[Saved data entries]
//! Application configuration.
//!
//! Loaded from YAML files and environment variables into a single Config
//! struct.

mod storage;

pub use storage::{StorageConfig, StorageType};

use serde::Deserialize;

/// Default configuration file name.
pub const DEFAULT_CONFIG_FILE: &str = "referral.yaml";
/// Environment variable for configuration file path.
pub const CONFIG_ENV_VAR: &str = "REFERRAL_CONFIG";
/// Prefix for configuration environment variables.
pub const CONFIG_ENV_PREFIX: &str = "REFERRAL";
/// Environment variable for logging configuration.
pub const LOG_ENV_VAR: &str = "REFERRAL_LOG";

/// Main application configuration.
#[derive(Debug, Clone, Default, Deserialize)]
#[serde(default)]
pub struct Config {
    /// Storage configuration.
    pub storage: StorageConfig,
    /// Engine behaviour knobs.
    pub engine: EngineConfig,
}

/// Engine configuration.
#[derive(Debug, Clone, Deserialize)]
#[serde(default)]
pub struct EngineConfig {
    /// Page size used when a caller does not choose one.
    pub default_page_size: u32,
    /// Largest page size a caller may request.
    pub max_page_size: u32,
    /// Whether the review queue also lists flagged, unmoderated rewards.
    pub review_queue_includes_flagged: bool,
}

impl Default for EngineConfig {
    fn default() -> Self {
        Self {
            default_page_size: 20,
            max_page_size: 200,
            review_queue_includes_flagged: true,
        }
    }
}

impl Config {
    /// Load configuration from file and environment.
    ///
    /// Configuration sources (in order of priority, later overrides earlier):
    /// 1. `referral.yaml` in current directory (if exists)
    /// 2. File specified by `path` argument (if provided)
    /// 3. File specified by `CONFIG_ENV_VAR` environment variable (if set)
    /// 4. Environment variables with `CONFIG_ENV_PREFIX` prefix
    pub fn load(path: Option<&str>) -> Result<Self, Box<dyn std::error::Error>> {
        use ::config::{Config as ConfigLib, Environment, File, FileFormat};

        let mut builder = ConfigLib::builder()
            .add_source(File::new(DEFAULT_CONFIG_FILE, FileFormat::Yaml).required(false));

        if let Some(config_path) = path {
            builder = builder.add_source(File::new(config_path, FileFormat::Yaml).required(true));
        }

        if let Ok(config_path) = std::env::var(CONFIG_ENV_VAR) {
            builder = builder.add_source(File::new(&config_path, FileFormat::Yaml).required(true));
        }

        let config = builder
            .add_source(
                Environment::with_prefix(CONFIG_ENV_PREFIX)
                    .separator("__")
                    .try_parsing(true),
            )
            .build()?;

        let config: Config = config.try_deserialize()?;
        Ok(config)
    }

    /// Create config for testing: in-memory storage, default engine settings.
    pub fn for_test() -> Self {
        Self {
            storage: StorageConfig::memory(),
            engine: EngineConfig::default(),
        }
    }
}
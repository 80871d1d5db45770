//! Storage configuration types.

use serde::Deserialize;

/// Storage type discriminator.
#[derive(Debug, Clone, Copy, Default, PartialEq, Eq, Deserialize)]
#[serde(rename_all = "lowercase")]
pub enum StorageType {
    #[default]
    Sqlite,
    Memory,
}

impl std::fmt::Display for StorageType {
    fn fmt(&self, f: &mut std::fmt::Formatter<'_>) -> std::fmt::Result {
        match self {
            StorageType::Sqlite => f.write_str("sqlite"),
            StorageType::Memory => f.write_str("memory"),
        }
    }
}

/// Storage configuration.
#[derive(Debug, Clone, Deserialize)]
#[serde(default)]
pub struct StorageConfig {
    /// Storage type discriminator.
    #[serde(rename = "type")]
    pub storage_type: StorageType,
    /// Path to the SQLite database file, or `:memory:`.
    pub path: String,
    /// Connection pool size for file databases.
    pub max_connections: u32,
}

impl Default for StorageConfig {
    fn default() -> Self {
        Self {
            storage_type: StorageType::Sqlite,
            path: "./data/referrals.db".to_string(),
            max_connections: 5,
        }
    }
}

impl StorageConfig {
    /// In-memory storage, for tests and local experiments.
    pub fn memory() -> Self {
        Self {
            storage_type: StorageType::Memory,
            ..Self::default()
        }
    }

    /// SQLite database at `path`.
    pub fn sqlite(path: impl Into<String>) -> Self {
        Self {
            storage_type: StorageType::Sqlite,
            path: path.into(),
            ..Self::default()
        }
    }
}
//! Paging primitives shared by every list operation.

use serde::{Deserialize, Serialize};

/// Zero-based page request.
#[derive(Debug, Clone, Copy, PartialEq, Eq, Serialize, Deserialize)]
pub struct PageRequest {
    pub page: u32,
    pub size: u32,
}

impl PageRequest {
    pub fn new(page: u32, size: u32) -> Self {
        Self { page, size }
    }

    pub fn offset(&self) -> u64 {
        u64::from(self.page) * u64::from(self.size)
    }

    /// Slice an already-ordered, fully materialised result set.
    pub fn slice<T: Clone>(&self, items: &[T]) -> Page<T> {
        let start = usize::try_from(self.offset()).unwrap_or(usize::MAX);
        let window = items
            .iter()
            .skip(start)
            .take(self.size as usize)
            .cloned()
            .collect();
        Page::new(window, *self, items.len() as u64)
    }
}

impl Default for PageRequest {
    fn default() -> Self {
        Self { page: 0, size: 20 }
    }
}

/// One page of results plus totals.
#[derive(Debug, Clone, PartialEq, Serialize, Deserialize)]
#[serde(rename_all = "camelCase")]
pub struct Page<T> {
    pub items: Vec<T>,
    pub page: u32,
    pub size: u32,
    pub total_elements: u64,
    pub total_pages: u32,
}

impl<T> Page<T> {
    pub fn new(items: Vec<T>, request: PageRequest, total_elements: u64) -> Self {
        let total_pages = if request.size == 0 {
            0
        } else {
            u32::try_from(total_elements.div_ceil(u64::from(request.size))).unwrap_or(u32::MAX)
        };
        Self {
            items,
            page: request.page,
            size: request.size,
            total_elements,
            total_pages,
        }
    }

    pub fn map<U>(self, f: impl FnMut(T) -> U) -> Page<U> {
        Page {
            items: self.items.into_iter().map(f).collect(),
            page: self.page,
            size: self.size,
            total_elements: self.total_elements,
            total_pages: self.total_pages,
        }
    }
}
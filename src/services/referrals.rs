//! Referral funnel records and the account directory.

use std::sync::Arc;

use tracing::info;
use uuid::Uuid;

use super::audit::AuditRecorder;
use super::lifecycle::CampaignLifecycleManager;
use crate::auth::Actor;
use crate::clock::Clock;
use crate::error::{EngineError, FieldErrors, Result};
use crate::interfaces::{EngineStore, ReferralStore, StorageError};
use crate::model::{actions, Account, Referral, TargetType};
use crate::validation::{validate_email, validate_reference};

/// Emails are compared case-insensitively.
pub fn normalize_email(email: &str) -> String {
    email.trim().to_lowercase()
}

#[derive(Clone)]
pub struct ReferralRegistry {
    store: Arc<dyn EngineStore>,
    clock: Arc<dyn Clock>,
    audit: AuditRecorder,
    campaigns: CampaignLifecycleManager,
}

impl ReferralRegistry {
    pub fn new(store: Arc<dyn EngineStore>, clock: Arc<dyn Clock>) -> Self {
        Self {
            audit: AuditRecorder::new(Arc::clone(&store), Arc::clone(&clock)),
            campaigns: CampaignLifecycleManager::new(Arc::clone(&store), Arc::clone(&clock)),
            store,
            clock,
        }
    }

    /// Record that an inviter invited someone under a campaign.
    pub async fn record_invite(
        &self,
        actor: &Actor,
        campaign_id: Uuid,
        inviter_account_id: &str,
        invitee_email: &str,
    ) -> Result<Referral> {
        let mut errors = FieldErrors::new();
        validate_reference("inviterAccountId", inviter_account_id, &mut errors);
        validate_email("inviteeEmail", invitee_email, &mut errors);
        errors.into_result()?;

        let campaign = self.campaigns.get(campaign_id).await?;
        if campaign.status.is_terminal() {
            return Err(EngineError::invalid_transition(
                "campaign",
                campaign.status,
                "invite into",
            ));
        }

        let referral = Referral {
            id: Uuid::new_v4(),
            campaign_id,
            inviter_account_id: inviter_account_id.to_string(),
            invitee_email: normalize_email(invitee_email),
            invitee_account_id: None,
            invited_at: self.clock.now(),
            signed_up_at: None,
            qualified_at: None,
        };
        let entry = self.audit.entry(
            actions::REFERRAL_INVITE,
            TargetType::Referral,
            referral.id,
            actor,
            "",
        );
        self.store.insert_referral(&referral, &entry).await?;

        info!(
            campaign_id = %campaign_id,
            referral_id = %referral.id,
            inviter = %inviter_account_id,
            actor = %actor.id,
            "Referral invite recorded"
        );
        Ok(referral)
    }

    /// Attach the invitee's new account to an invite.
    ///
    /// An account can be the invitee of only one referral, and a referral
    /// signs up once.
    pub async fn record_signup(
        &self,
        actor: &Actor,
        referral_id: Uuid,
        invitee_account_id: &str,
    ) -> Result<Referral> {
        let mut errors = FieldErrors::new();
        validate_reference("inviteeAccountId", invitee_account_id, &mut errors);
        errors.into_result()?;

        let referral = self.get(referral_id).await?;
        if referral.inviter_account_id == invitee_account_id {
            return Err(FieldErrors::single("inviteeAccountId", "must differ from the inviter").into());
        }
        if let Some(existing) = self.store.find_referral_by_invitee(invitee_account_id).await? {
            return Err(EngineError::Conflict(format!(
                "account {} already signed up through referral {}",
                invitee_account_id, existing.id
            )));
        }

        let at = self.clock.now();
        let entry = self.audit.entry(
            actions::REFERRAL_SIGNUP,
            TargetType::Referral,
            referral_id,
            actor,
            "",
        );
        match self
            .store
            .mark_signed_up(referral_id, invitee_account_id, at, &entry)
            .await
        {
            Ok(()) => {}
            Err(StorageError::VersionConflict { .. }) => {
                return Err(EngineError::Conflict(format!(
                    "referral {} already signed up",
                    referral_id
                )))
            }
            Err(e) => return Err(e.into()),
        }

        info!(
            campaign_id = %referral.campaign_id,
            referral_id = %referral_id,
            invitee = %invitee_account_id,
            actor = %actor.id,
            "Referral signup recorded"
        );
        Ok(Referral {
            invitee_account_id: Some(invitee_account_id.to_string()),
            signed_up_at: Some(at),
            ..referral
        })
    }

    pub async fn get(&self, id: Uuid) -> Result<Referral> {
        self.store
            .get_referral(id)
            .await?
            .ok_or_else(|| EngineError::not_found("referral", id))
    }

    /// Register or refresh an account mirrored from the accounts service.
    pub async fn register_account(
        &self,
        actor: &Actor,
        account_id: &str,
        email: &str,
    ) -> Result<Account> {
        let mut errors = FieldErrors::new();
        validate_reference("accountId", account_id, &mut errors);
        validate_email("email", email, &mut errors);
        errors.into_result()?;

        let account = match self.store.get_account(account_id).await? {
            Some(existing) => Account {
                email: normalize_email(email),
                ..existing
            },
            None => Account {
                account_id: account_id.to_string(),
                email: normalize_email(email),
                registered_at: self.clock.now(),
            },
        };
        let entry = self.audit.entry(
            actions::ACCOUNT_REGISTER,
            TargetType::Account,
            account_id,
            actor,
            "",
        );
        self.store.upsert_account(&account, &entry).await?;

        info!(account_id = %account_id, actor = %actor.id, "Account registered");
        Ok(account)
    }
}
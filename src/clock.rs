//! Time source, injectable so tests can pin campaign windows.

use std::sync::Mutex;

use chrono::{DateTime, Duration, Utc};

pub trait Clock: Send + Sync {
    fn now(&self) -> DateTime<Utc>;
}

/// Wall clock.
#[derive(Debug, Clone, Copy, Default)]
pub struct SystemClock;

impl Clock for SystemClock {
    fn now(&self) -> DateTime<Utc> {
        Utc::now()
    }
}

/// Manually driven clock for tests.
#[derive(Debug)]
pub struct FixedClock {
    now: Mutex<DateTime<Utc>>,
}

impl FixedClock {
    pub fn new(now: DateTime<Utc>) -> Self {
        Self {
            now: Mutex::new(now),
        }
    }

    pub fn set(&self, now: DateTime<Utc>) {
        if let Ok(mut guard) = self.now.lock() {
            *guard = now;
        }
    }

    pub fn advance(&self, by: Duration) {
        if let Ok(mut guard) = self.now.lock() {
            *guard += by;
        }
    }
}

impl Clock for FixedClock {
    fn now(&self) -> DateTime<Utc> {
        match self.now.lock() {
            Ok(guard) => *guard,
            Err(poisoned) => *poisoned.into_inner(),
        }
    }
}
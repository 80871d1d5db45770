//! Storage implementations.

use std::sync::Arc;

use tracing::info;

use crate::config::{StorageConfig, StorageType};
use crate::interfaces::EngineStore;

pub mod mock;

#[cfg(feature = "sqlite")]
pub mod schema;
#[cfg(feature = "sqlite")]
pub mod sqlite;

pub use mock::MockStore;

#[cfg(feature = "sqlite")]
pub use sqlite::SqliteStore;

/// Initialize storage based on configuration.
pub async fn init_storage(
    config: &StorageConfig,
) -> Result<Arc<dyn EngineStore>, Box<dyn std::error::Error>> {
    match config.storage_type {
        StorageType::Memory => {
            info!("Storage: memory");
            Ok(Arc::new(MockStore::new()))
        }
        #[cfg(feature = "sqlite")]
        StorageType::Sqlite => {
            info!("Storage: {} at {}", config.storage_type, config.path);
            if config.path != ":memory:" {
                if let Some(parent) = std::path::Path::new(&config.path).parent() {
                    std::fs::create_dir_all(parent)?;
                }
            }
            let store = SqliteStore::connect(&config.path, config.max_connections).await?;
            Ok(Arc::new(store))
        }
        #[cfg(not(feature = "sqlite"))]
        StorageType::Sqlite => {
            tracing::error!("SQLite storage requested but 'sqlite' feature is not enabled");
            Err("SQLite feature not enabled".into())
        }
    }
}
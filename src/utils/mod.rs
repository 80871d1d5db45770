//! Shared utilities for binaries.

pub mod bootstrap;

pub use bootstrap::init_tracing;
//! Engine services.
//!
//! Each service owns one concern and talks to persistence only through
//! [`EngineStore`](crate::interfaces::EngineStore). The facade wires them
//! around a shared store and clock.

pub mod accounts;
pub mod analytics;
pub mod audit;
pub mod calculator;
pub mod eligibility;
pub mod issuance;
pub mod ledger;
pub mod lifecycle;
pub mod referrals;
pub mod resolver;
pub mod rules;

pub use accounts::{AccountInspector, ReferralSummary};
pub use analytics::{AnalyticsAggregator, AnalyticsSummary, CampaignBreakdown, FunnelTotals};
pub use audit::AuditRecorder;
pub use eligibility::EligibilityTracker;
pub use issuance::RewardIssuer;
pub use ledger::RewardLedger;
pub use lifecycle::CampaignLifecycleManager;
pub use referrals::ReferralRegistry;
pub use resolver::{InviterRuleEntry, ResolvedRule};
pub use rules::InviterRuleAdmin;
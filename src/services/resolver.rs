//! Rule resolver: picks the effective reward rule for an inviter.
//!
//! Overrides may live in two places:
//! 1. `eligibilityRules.inviterOverrides` (authoritative)
//! 2. `milestoneRules.inviterOverrides` (legacy)
//!
//! The first location that has an entry wins, and the winning rule is used
//! as-is. When both hold an entry for the same inviter the resolution is
//! marked as a conflict and a warning is logged so operators can reconcile.

use serde::Serialize;
use tracing::warn;

use crate::model::{Campaign, RewardRule, RuleSource};
use crate::validation::LEGACY_OVERRIDES_KEY;

/// The rule that applies to one inviter, with where it was found.
#[derive(Debug, Clone, PartialEq, Serialize)]
#[serde(rename_all = "camelCase")]
pub struct ResolvedRule {
    pub rule: RewardRule,
    pub source: RuleSource,
    /// Both override locations held an entry for this inviter.
    pub conflict: bool,
}

/// An inviter-specific override as seen by the rule admin screens.
#[derive(Debug, Clone, PartialEq, Serialize)]
#[serde(rename_all = "camelCase")]
pub struct InviterRuleEntry {
    pub inviter_account_id: String,
    pub rule: RewardRule,
    pub source: RuleSource,
    pub conflict: bool,
}

/// Resolve the effective rule for `inviter_account_id` under `campaign`.
pub fn resolve(campaign: &Campaign, inviter_account_id: &str) -> ResolvedRule {
    match find_override(campaign, inviter_account_id) {
        Some(entry) => ResolvedRule {
            rule: entry.rule,
            source: entry.source,
            conflict: entry.conflict,
        },
        None => ResolvedRule {
            rule: campaign.eligibility_rules.defaults.clone(),
            source: RuleSource::CampaignDefault,
            conflict: false,
        },
    }
}

/// The override for one inviter, if either location has one.
pub fn find_override(campaign: &Campaign, inviter_account_id: &str) -> Option<InviterRuleEntry> {
    let primary = campaign
        .eligibility_rules
        .inviter_overrides
        .get(inviter_account_id);
    let legacy = legacy_override(campaign, inviter_account_id);

    match (primary, legacy) {
        (Some(rule), legacy) => {
            let conflict = legacy.is_some();
            if conflict {
                warn!(
                    campaign_id = %campaign.id,
                    inviter = %inviter_account_id,
                    "Inviter override present in both eligibilityRules and milestoneRules; using eligibilityRules"
                );
            }
            Some(InviterRuleEntry {
                inviter_account_id: inviter_account_id.to_string(),
                rule: rule.clone(),
                source: RuleSource::InviterOverride,
                conflict,
            })
        }
        (None, Some(rule)) => Some(InviterRuleEntry {
            inviter_account_id: inviter_account_id.to_string(),
            rule,
            source: RuleSource::LegacyMilestoneOverride,
            conflict: false,
        }),
        (None, None) => None,
    }
}

/// Override stored in the legacy `milestoneRules.inviterOverrides` map.
///
/// Entries that no longer parse as a rule are skipped with a warning.
pub fn legacy_override(campaign: &Campaign, inviter_account_id: &str) -> Option<RewardRule> {
    let raw = campaign
        .milestone_rules
        .get(LEGACY_OVERRIDES_KEY)?
        .as_object()?
        .get(inviter_account_id)?;

    match serde_json::from_value::<RewardRule>(raw.clone()) {
        Ok(rule) => Some(rule),
        Err(e) => {
            warn!(
                campaign_id = %campaign.id,
                inviter = %inviter_account_id,
                error = %e,
                "Ignoring unparseable legacy inviter override"
            );
            None
        }
    }
}

/// Inviter ids that have an entry in the legacy location.
pub fn legacy_inviters(campaign: &Campaign) -> Vec<String> {
    campaign
        .milestone_rules
        .get(LEGACY_OVERRIDES_KEY)
        .and_then(|v| v.as_object())
        .map(|map| map.keys().cloned().collect())
        .unwrap_or_default()
}

/// Every overridden inviter across both locations, sorted by inviter id.
pub fn list_overrides(campaign: &Campaign) -> Vec<InviterRuleEntry> {
    let mut inviters: Vec<String> = campaign
        .eligibility_rules
        .inviter_overrides
        .keys()
        .cloned()
        .chain(legacy_inviters(campaign))
        .collect();
    inviters.sort();
    inviters.dedup();

    inviters
        .iter()
        .filter_map(|inviter| find_override(campaign, inviter))
        .collect()
}

/// Remove an inviter from the legacy map. Returns true if an entry was removed.
pub fn remove_legacy_override(campaign: &mut Campaign, inviter_account_id: &str) -> bool {
    campaign
        .milestone_rules
        .get_mut(LEGACY_OVERRIDES_KEY)
        .and_then(|v| v.as_object_mut())
        .map(|map| map.remove(inviter_account_id).is_some())
        .unwrap_or(false)
}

Required action: Beginning of the records through the line with "pub struct EngineConfig": return that span exactly and stop there.

Written response:
//! Application configuration.
//!
//! Loaded from YAML files and environment variables into a single Config
//! struct.

mod storage;

pub use storage::{StorageConfig, StorageType};

use serde::Deserialize;

/// Default configuration file name.
pub const DEFAULT_CONFIG_FILE: &str = "referral.yaml";
/// Environment variable for configuration file path.
pub const CONFIG_ENV_VAR: &str = "REFERRAL_CONFIG";
/// Prefix for configuration environment variables.
pub const CONFIG_ENV_PREFIX: &str = "REFERRAL";
/// Environment variable for logging configuration.
pub const LOG_ENV_VAR: &str = "REFERRAL_LOG";

/// Main application configuration.
#[derive(Debug, Clone, Default, Deserialize)]
#[serde(default)]
pub struct Config {
    /// Storage configuration.
    pub storage: StorageConfig,
    /// Engine behaviour knobs.
    pub engine: EngineConfig,
}

/// Engine configuration.
#[derive(Debug, Clone, Deserialize)]
#[serde(default)]
pub struct EngineConfig {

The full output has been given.